Crit Rev Food Sci Nutr. 2008 Apr;48(4):328-40. doi: 10.1080/10408390701347736.
The Pure water (P,T)-phase diagram is known in the form of empirical equations or tables from nearly a century as a result of Bridgman's work. However, few data are available on other aqueous systems probably due to the difficulty of high-pressure measurements. As an alternative, six approaches are presented here to obtain the food phase diagrams in the range of pressure 0.1-210 MPa. Both empirical and theoretical methods are described including the use of an artificial neural network (ANN). Experimental freezing points obtained at the laboratory of the authors and from literature are statistically compared to the calculated ones. About 400 independent freezing data points of aqueous solutions, gels, and foods are analysed. A polynomial equation is the most accurate and simple method to describe the entire melting curve. The ANN is the most versatile model, as only one model allows the calculation of the initial freezing point of all the aqueous systems considered. Robinson and Stokes' equation is successfully extended to the high pressures domain with an average prediction error of 0.4 degrees C. The choice of one approach over the others depends mainly on the availability of experimental data, the accuracy required and the intended use for the calculated data.

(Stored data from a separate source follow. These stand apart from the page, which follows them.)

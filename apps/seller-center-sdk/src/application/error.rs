//! Errors surfaced by the high-level client operations.

use thiserror::Error;

use super::ports::TransportError;
use crate::domain::InvalidValue;

/// Errors from the seller center client.
#[derive(Debug, Error, Clone)]
pub enum SellerCenterError {
    /// A collection argument that must be non-empty was empty.
    ///
    /// Raised before anything is sent.
    #[error("{argument} must not be empty")]
    EmptyArgument {
        /// Name of the offending argument.
        argument: &'static str,
    },

    /// A value outside a fixed enumeration on a strictly validated path.
    #[error(transparent)]
    InvalidDomain(#[from] InvalidValue),

    /// The response lacked a required node or held an unreadable value.
    #[error("Unexpected response: {0}")]
    Mapping(String),

    /// Propagated unchanged from the transport.
    #[error(transparent)]
    Transport(#[from] TransportError),
}

impl SellerCenterError {
    pub(crate) fn mapping(message: impl Into<String>) -> Self {
        Self::Mapping(message.into())
    }
}
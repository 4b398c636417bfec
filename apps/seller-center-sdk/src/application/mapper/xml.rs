//! Structural access to response documents.
//!
//! A child element that is absent reads as `None`; one that is present but
//! empty reads as `Some("")`. Typed fields (numbers, flags, times) treat an
//! empty element as absent since there is no value to parse.
//!
//! Element text is every text node under the element joined in order, with
//! comments skipped and surrounding whitespace trimmed. Text and typed fields
//! follow the same rule, so a whitespace-only element reads as empty.

use chrono::{DateTime, NaiveDateTime};
use roxmltree::{Document, Node};
use rust_decimal::Decimal;
use std::str::FromStr;

use crate::application::error::SellerCenterError;
use crate::application::ports::ResponseBody;

const RESPONSE_TIME_FORMATS: [&str; 2] = ["%Y-%m-%d %H:%M:%S", "%Y-%m-%dT%H:%M:%S"];

pub(super) fn parse(body: &ResponseBody) -> Result<Document<'_>, SellerCenterError> {
    Document::parse(body.as_str())
        .map_err(|e| SellerCenterError::mapping(format!("malformed XML: {e}")))
}

/// The `Body` element under the document root.
pub(super) fn body<'a, 'input>(
    doc: &'a Document<'input>,
) -> Result<Node<'a, 'input>, SellerCenterError> {
    let root = doc.root_element();
    child(root, "Body").ok_or_else(|| {
        SellerCenterError::mapping(format!(
            "missing Body under {}",
            root.tag_name().name()
        ))
    })
}

pub(super) fn child<'a, 'input>(node: Node<'a, 'input>, name: &str) -> Option<Node<'a, 'input>> {
    node.children()
        .find(|n| n.is_element() && n.tag_name().name() == name)
}

pub(super) fn required_child<'a, 'input>(
    node: Node<'a, 'input>,
    name: &str,
) -> Result<Node<'a, 'input>, SellerCenterError> {
    child(node, name).ok_or_else(|| {
        SellerCenterError::mapping(format!(
            "missing {name} under {}",
            node.tag_name().name()
        ))
    })
}

/// Element children of `node` named `name`, in document order.
pub(super) fn elements<'a, 'input>(
    node: Node<'a, 'input>,
    name: &str,
) -> impl Iterator<Item = Node<'a, 'input>> {
    node.children()
        .filter(move |n| n.is_element() && n.tag_name().name() == name)
}

pub(super) fn text(node: Node<'_, '_>, name: &str) -> Option<String> {
    child(node, name).map(content)
}

/// All text under `node`, comments skipped, surrounding whitespace trimmed.
pub(super) fn content(node: Node<'_, '_>) -> String {
    node.descendants()
        .filter(Node::is_text)
        .filter_map(|t| t.text())
        .collect::<String>()
        .trim()
        .to_string()
}

pub(super) fn required_text(node: Node<'_, '_>, name: &str) -> Result<String, SellerCenterError> {
    text(node, name).ok_or_else(|| {
        SellerCenterError::mapping(format!(
            "missing {name} under {}",
            node.tag_name().name()
        ))
    })
}

fn non_empty(node: Node<'_, '_>, name: &str) -> Option<String> {
    text(node, name).filter(|s| !s.is_empty())
}

pub(super) fn parsed<T: FromStr>(
    node: Node<'_, '_>,
    name: &str,
) -> Result<Option<T>, SellerCenterError> {
    non_empty(node, name)
        .map(|raw| {
            raw.parse::<T>()
                .map_err(|_| SellerCenterError::mapping(format!("unreadable {name}: '{raw}'")))
        })
        .transpose()
}

pub(super) fn required_parsed<T: FromStr>(
    node: Node<'_, '_>,
    name: &str,
) -> Result<T, SellerCenterError> {
    parsed(node, name)?.ok_or_else(|| {
        SellerCenterError::mapping(format!(
            "missing {name} under {}",
            node.tag_name().name()
        ))
    })
}

pub(super) fn decimal(node: Node<'_, '_>, name: &str) -> Result<Option<Decimal>, SellerCenterError> {
    parsed::<Decimal>(node, name)
}

pub(super) fn flag(node: Node<'_, '_>, name: &str) -> Result<Option<bool>, SellerCenterError> {
    non_empty(node, name)
        .map(|raw| match raw.as_str() {
            "1" | "true" => Ok(true),
            "0" | "false" => Ok(false),
            _ => Err(SellerCenterError::mapping(format!(
                "unreadable {name}: '{raw}'"
            ))),
        })
        .transpose()
}

pub(super) fn datetime(
    node: Node<'_, '_>,
    name: &str,
) -> Result<Option<NaiveDateTime>, SellerCenterError> {
    non_empty(node, name)
        .map(|raw| {
            parse_response_time(&raw)
                .ok_or_else(|| SellerCenterError::mapping(format!("unreadable {name}: '{raw}'")))
        })
        .transpose()
}

pub(super) fn required_datetime(
    node: Node<'_, '_>,
    name: &str,
) -> Result<NaiveDateTime, SellerCenterError> {
    datetime(node, name)?.ok_or_else(|| {
        SellerCenterError::mapping(format!(
            "missing {name} under {}",
            node.tag_name().name()
        ))
    })
}

fn parse_response_time(raw: &str) -> Option<NaiveDateTime> {
    RESPONSE_TIME_FORMATS
        .iter()
        .find_map(|format| NaiveDateTime::parse_from_str(raw, format).ok())
        .or_else(|| {
            DateTime::parse_from_rfc3339(raw)
                .ok()
                .map(|dt| dt.naive_local())
        })
}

由于布里奇曼的工作,纯水的(P,T)相图以经验方程或表格的形式为人所知已近一个世纪。然而,其他水体系的数据可能因高压测量的困难而很少。作为替代方法,本文提出了六种方法来获得压力范围为0.1 - 210 MPa的食品相图。文中描述了经验方法和理论方法,包括人工神经网络(ANN)的应用。将作者实验室获得的实验冰点以及文献中的实验冰点与计算得到的冰点进行了统计比较。分析了约400个水溶液、凝胶和食品的独立冰点数据点。多项式方程是描述整个熔化曲线最准确且简单的方法。人工神经网络是最通用的模型,因为只需一个模型就能计算所考虑的所有水体系的初始冰点。罗宾逊和斯托克斯方程成功扩展到了高压领域,平均预测误差为0.4摄氏度。选择一种方法而非其他方法主要取决于实验数据的可用性、所需的精度以及计算数据的预期用途。